BSPED2012 Poster Presentations (1) (66 abstracts)
Department for Diabetes and Endocrinology, Royal Hospital for Sick Children, Edinburgh, UK.
Background: The need for improved glycaemic control in children with type 1 diabetes in Scotland is well recognised; DIABAUD 3 identified that only 9.7% achieved the national HbA1c target.
Aim: To evaluate whether a change from three times daily injection regimen to a basal bolus regimen with carbohydrate counting at diagnosis will result in an improvement in immediate and longer term glycaemic control.
Method: We included children <16 years of age admitted to Royal Hospital for Sick Children, Edinburgh with a new diagnosis of non-decompensated type 1 diabetes Mellitus. A retrospective case note review was performed for children admitted before August 2010 (n=36) started on three times daily injections and a prospective case note review for children admitted after August 2010 (n=36) started on basal bolus regimen. Data collected consisted of HbA1c and initial blood glucose and blood ketone results, as well as HbA1c values at 6 and 12 months follow up.

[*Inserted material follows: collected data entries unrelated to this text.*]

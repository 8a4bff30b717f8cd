//! Service configuration.

use std::net::SocketAddr;

use thiserror::Error;

/// Errors raised while reading configuration.
#[derive(Debug, Error)]
pub enum ConfigError {
    #[error("Invalid value {value:?} for {key}: {reason}")]
    InvalidValue {
        key: &'static str,
        value: String,
        reason: String,
    },
}

/// Process-wide settings handed to the service at construction.
#[derive(Debug, Clone)]
pub struct Config {
    /// Address the HTTP server listens on.
    pub bind_addr: SocketAddr,
    /// sqlx connection string for the request log.
    pub database_url: String,
    /// Pool size for file-backed databases.
    pub db_max_connections: u32,
    /// Probability in `[0, 1]` that a request fails with an injected 500.
    pub error_rate: f64,
}

impl Default for Config {
    fn default() -> Self {
        Self {
            bind_addr: SocketAddr::from(([127, 0, 0, 1], 8000)),
            database_url: "sqlite://currency.db".to_string(),
            db_max_connections: 5,
            error_rate: 0.1,
        }
    }
}

impl Config {
    /// Read from process environment, loading `.env` first if present.
    pub fn from_env() -> Result<Self, ConfigError> {
        dotenvy::dotenv().ok();
        Self::from_lookup(|key| std::env::var(key).ok())
    }

    /// Build from an arbitrary key lookup; unset keys keep their defaults.
    pub fn from_lookup<F>(lookup: F) -> Result<Self, ConfigError>
    where
        F: Fn(&str) -> Option<String>,
    {
        let mut config = Config::default();

        if let Some(value) = lookup("BIND_ADDR") {
            config.bind_addr = value
                .parse()
                .map_err(|e: std::net::AddrParseError| invalid("BIND_ADDR", &value, e))?;
        }
        if let Some(value) = lookup("DATABASE_URL") {
            config.database_url = value;
        }
        if let Some(value) = lookup("DB_MAX_CONNECTIONS") {
            let parsed: u32 = value
                .parse()
                .map_err(|e: std::num::ParseIntError| invalid("DB_MAX_CONNECTIONS", &value, e))?;
            if parsed == 0 {
                return Err(invalid("DB_MAX_CONNECTIONS", &value, "must be at least 1"));
            }
            config.db_max_connections = parsed;
        }
        if let Some(value) = lookup("ERROR_RATE") {
            let parsed: f64 = value
                .parse()
                .map_err(|e: std::num::ParseFloatError| invalid("ERROR_RATE", &value, e))?;
            config = config.with_error_rate(parsed)?;
        }

        Ok(config)
    }

    /// Override the failure probability. Rejects values outside `[0, 1]`.
    pub fn with_error_rate(mut self, error_rate: f64) -> Result<Self, ConfigError> {
        if !(0.0..=1.0).contains(&error_rate) {
            return Err(invalid(
                "ERROR_RATE",
                &error_rate.to_string(),
                "must be between 0 and 1",
            ));
        }
        self.error_rate = error_rate;
        Ok(self)
    }

    pub fn with_database_url(mut self, database_url: impl Into<String>) -> Self {
        self.database_url = database_url.into();
        self
    }
}

fn invalid(key: &'static str, value: &str, reason: impl ToString) -> ConfigError {
    ConfigError::InvalidValue {
        key,
        value: value.to_string(),
        reason: reason.to_string(),
    }
}
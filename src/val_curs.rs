use anyhow::Result;
use quick_xml::SeError;
use serde::Deserialize;
use serde::Serialize;

use crate::currency::CURRENCIES;
use crate::exchange_rate::{RateSnapshot, format_rate};

#[derive(Debug, Deserialize, Serialize, PartialEq)]
pub struct Valute {
    #[serde(rename = "@ID")]
    pub id: String,
    #[serde(rename = "NumCode")]
    pub num_code: String,
    #[serde(rename = "CharCode")]
    pub char_code: String,
    #[serde(rename = "Nominal")]
    pub nominal: u32,
    #[serde(rename = "Name")]
    pub name: String,
    #[serde(rename = "Value")]
    pub value: String,
}

#[derive(Debug, Deserialize, Serialize, PartialEq)]
pub struct ValCurs {
    #[serde(rename = "@Date")]
    pub date: String,
    #[serde(rename = "Valute", default)]
    pub valute: Vec<Valute>,
}

impl ValCurs {
    /// Build the document for `rates`, in currency table order. Currencies
    /// missing from `rates` are skipped.
    pub fn from_rates(date_req: &str, rates: &RateSnapshot) -> Self {
        let valute = CURRENCIES
            .iter()
            .filter_map(|currency| {
                let value = rates.get(currency.char_code)?;
                Some(Valute {
                    id: currency.id.to_string(),
                    num_code: currency.numeric_code.to_string(),
                    char_code: currency.char_code.to_string(),
                    nominal: currency.nominal,
                    name: currency.name.to_string(),
                    value: format_rate(*value),
                })
            })
            .collect();

        ValCurs {
            date: date_req.to_string(),
            valute,
        }
    }
}

pub fn to_xml(date_req: &str, rates: &RateSnapshot) -> Result<String, SeError> {
    let val_curs = ValCurs::from_rates(date_req, rates);
    quick_xml::se::to_string_with_root("ValCurs", &val_curs)
}

pub fn from_xml(text: &str) -> Result<ValCurs> {
    Ok(quick_xml::de::from_str(text)?)
}
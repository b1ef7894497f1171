// bases/make_ml_project/src/app.rs
use crate::config::Config;
use crate::output::OutputHandler;
use color_eyre::Result;
use project_scaffold::{scaffold, GitCli, ScaffoldOutcome};

pub struct App {
    config: Config,
    output: OutputHandler,
}

impl App {
    pub fn new(config: Config) -> Self {
        let output = OutputHandler::new(config.verbose);
        Self { config, output }
    }

    pub async fn run(&self) -> Result<()> {
        if self.config.is_dry_run() {
            tracing::warn!("DRY RUN: nothing will be written");
        }

        let git = GitCli::new(&self.config.git);

        match scaffold(&self.config.scaffold, &git).await? {
            ScaffoldOutcome::Planned(plan) => self.output.print_plan(&plan),
            ScaffoldOutcome::Applied(report) => {
                self.output.print_report(&self.config.scaffold.name, &report)
            }
        }

        Ok(())
    }

    pub fn print_error(&self, error: &color_eyre::Report) {
        self.output.print_error(error);
    }
}
// components/media_downloader/src/types.rs
use crate::metadata::VideoMetadata;
use crate::stream::{Resolution, StreamSelection};
use std::path::{Path, PathBuf};
use thiserror::Error;
use url::Url;

#[derive(Debug, Error)]
pub enum DownloadError {
    #[error("Required dependency not found: {0}")]
    DependencyNotFound(String),

    #[error("Invalid URL: {0}")]
    InvalidUrl(String),

    #[error("Path '{}' does not exist", .0.display())]
    UrlsFileMissing(PathBuf),

    #[error("File '{}' is in wrong format (must be .txt)", .0.display())]
    UrlsFileFormat(PathBuf),

    #[error("No suitable streams: {0}")]
    NoStreams(String),

    #[error(
        "Resolution {requested} not available (available: {})",
        crate::stream::format_resolutions(.available)
    )]
    ResolutionUnavailable {
        requested: Resolution,
        available: Vec<Resolution>,
    },

    #[error("Download failed: {0}")]
    DownloadFailed(String),

    #[error("Could not read metadata: {0}")]
    MetadataParse(#[from] serde_json::Error),

    #[error("Audio extraction failed: {0}")]
    TranscodeFailed(String),

    #[error("IO error: {0}")]
    Io(#[from] std::io::Error),
}

/// Where and how downloaded videos are stored
#[derive(Debug, Clone)]
pub struct DownloadOptions {
    pub output_dir: PathBuf,

    /// Exact resolution to fetch; `None` picks the highest available
    pub resolution: Option<Resolution>,

    /// Extract an mp3 next to the video
    pub extract_audio: bool,

    /// Keep the mp4 once the mp3 has been extracted
    pub keep_video: bool,
}

impl DownloadOptions {
    pub fn new(output_dir: impl Into<PathBuf>) -> Self {
        Self {
            output_dir: output_dir.into(),
            resolution: None,
            extract_audio: false,
            keep_video: false,
        }
    }
}

#[async_trait::async_trait]
pub trait Extractor {
    /// Check if the extractor is available and has all required dependencies
    async fn check_available(&self) -> Result<(), DownloadError>;

    /// Fetch metadata, including the stream list, without downloading
    async fn fetch_metadata(&self, url: &Url, temp_dir: &Path)
        -> Result<VideoMetadata, DownloadError>;

    /// Download the selected stream(s) into a single mp4 at `output`
    async fn download(
        &self,
        url: &Url,
        selection: &StreamSelection,
        output: &Path,
        temp_dir: &Path,
    ) -> Result<(), DownloadError>;
}

#[async_trait::async_trait]
pub trait Transcoder {
    async fn check_available(&self) -> Result<(), DownloadError>;

    /// Write the audio track of `input` to `output` as mp3
    async fn extract_audio(&self, input: &Path, output: &Path) -> Result<(), DownloadError>;
}
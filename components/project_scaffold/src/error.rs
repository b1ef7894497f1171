//! Scaffolding error types
//!
//! Every filesystem and git failure carries the operation or command that
//! produced it.

use std::path::PathBuf;
use thiserror::Error;

#[derive(Error, Debug)]
pub enum ScaffoldError {
    #[error("destination '{}' doesn't exist (use -f to create it)", .0.display())]
    DestinationMissing(PathBuf),

    #[error("project directory '{}' already exists", .0.display())]
    ProjectExists(PathBuf),

    #[error("invalid project name '{name}': {reason}")]
    InvalidName { name: String, reason: &'static str },

    #[error("licence file '{}' not found", .0.display())]
    LicenceMissing(PathBuf),

    #[error("io error during {operation}")]
    Io {
        operation: String,
        #[source]
        source: std::io::Error,
    },

    #[error("git executable not found: {0}")]
    GitNotFound(String),

    #[error("command execution failed: {command}")]
    CommandFailed {
        command: String,
        #[source]
        source: std::io::Error,
    },

    #[error("command returned non-zero exit code: {command}\nStderr: {stderr}")]
    CommandExitCode { command: String, stderr: String },
}

/// Helpers to attach context to IO and process errors
impl ScaffoldError {
    pub fn io(operation: impl Into<String>, source: std::io::Error) -> Self {
        ScaffoldError::Io {
            operation: operation.into(),
            source,
        }
    }

    pub fn command_failed(command: impl Into<String>, source: std::io::Error) -> Self {
        ScaffoldError::CommandFailed {
            command: command.into(),
            source,
        }
    }
}

pub type Result<T> = std::result::Result<T, ScaffoldError>;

Results: Children on the basal bolus regimen showed better control in the last 24 h before discharge, with 37% of readings under 10 mmol/l vs 30.5% on the previous regimen. HbA1c was measured at diagnosis, 6 and 12 months. At 6 months after diagnosis mean HbA1c had decreased further in children commenced on basal bolus regimen, compared with children commenced on the standard regimen (44.7 vs 36.6%, P<0.05). This was despite the fact that 25/36 of those originally commenced on the standard regimen subsequently switched to a basal bolus during the follow up period.
Conclusion: In the Lothian population children started on a basal bolus regimen at diagnosis showed better glycaemic control during admission and at 6 months post diagnosis. Data collection is ongoing for HbA1c results at 12 months. The reasons for this improved glycaemic control may be mutifactorial and further studies are required.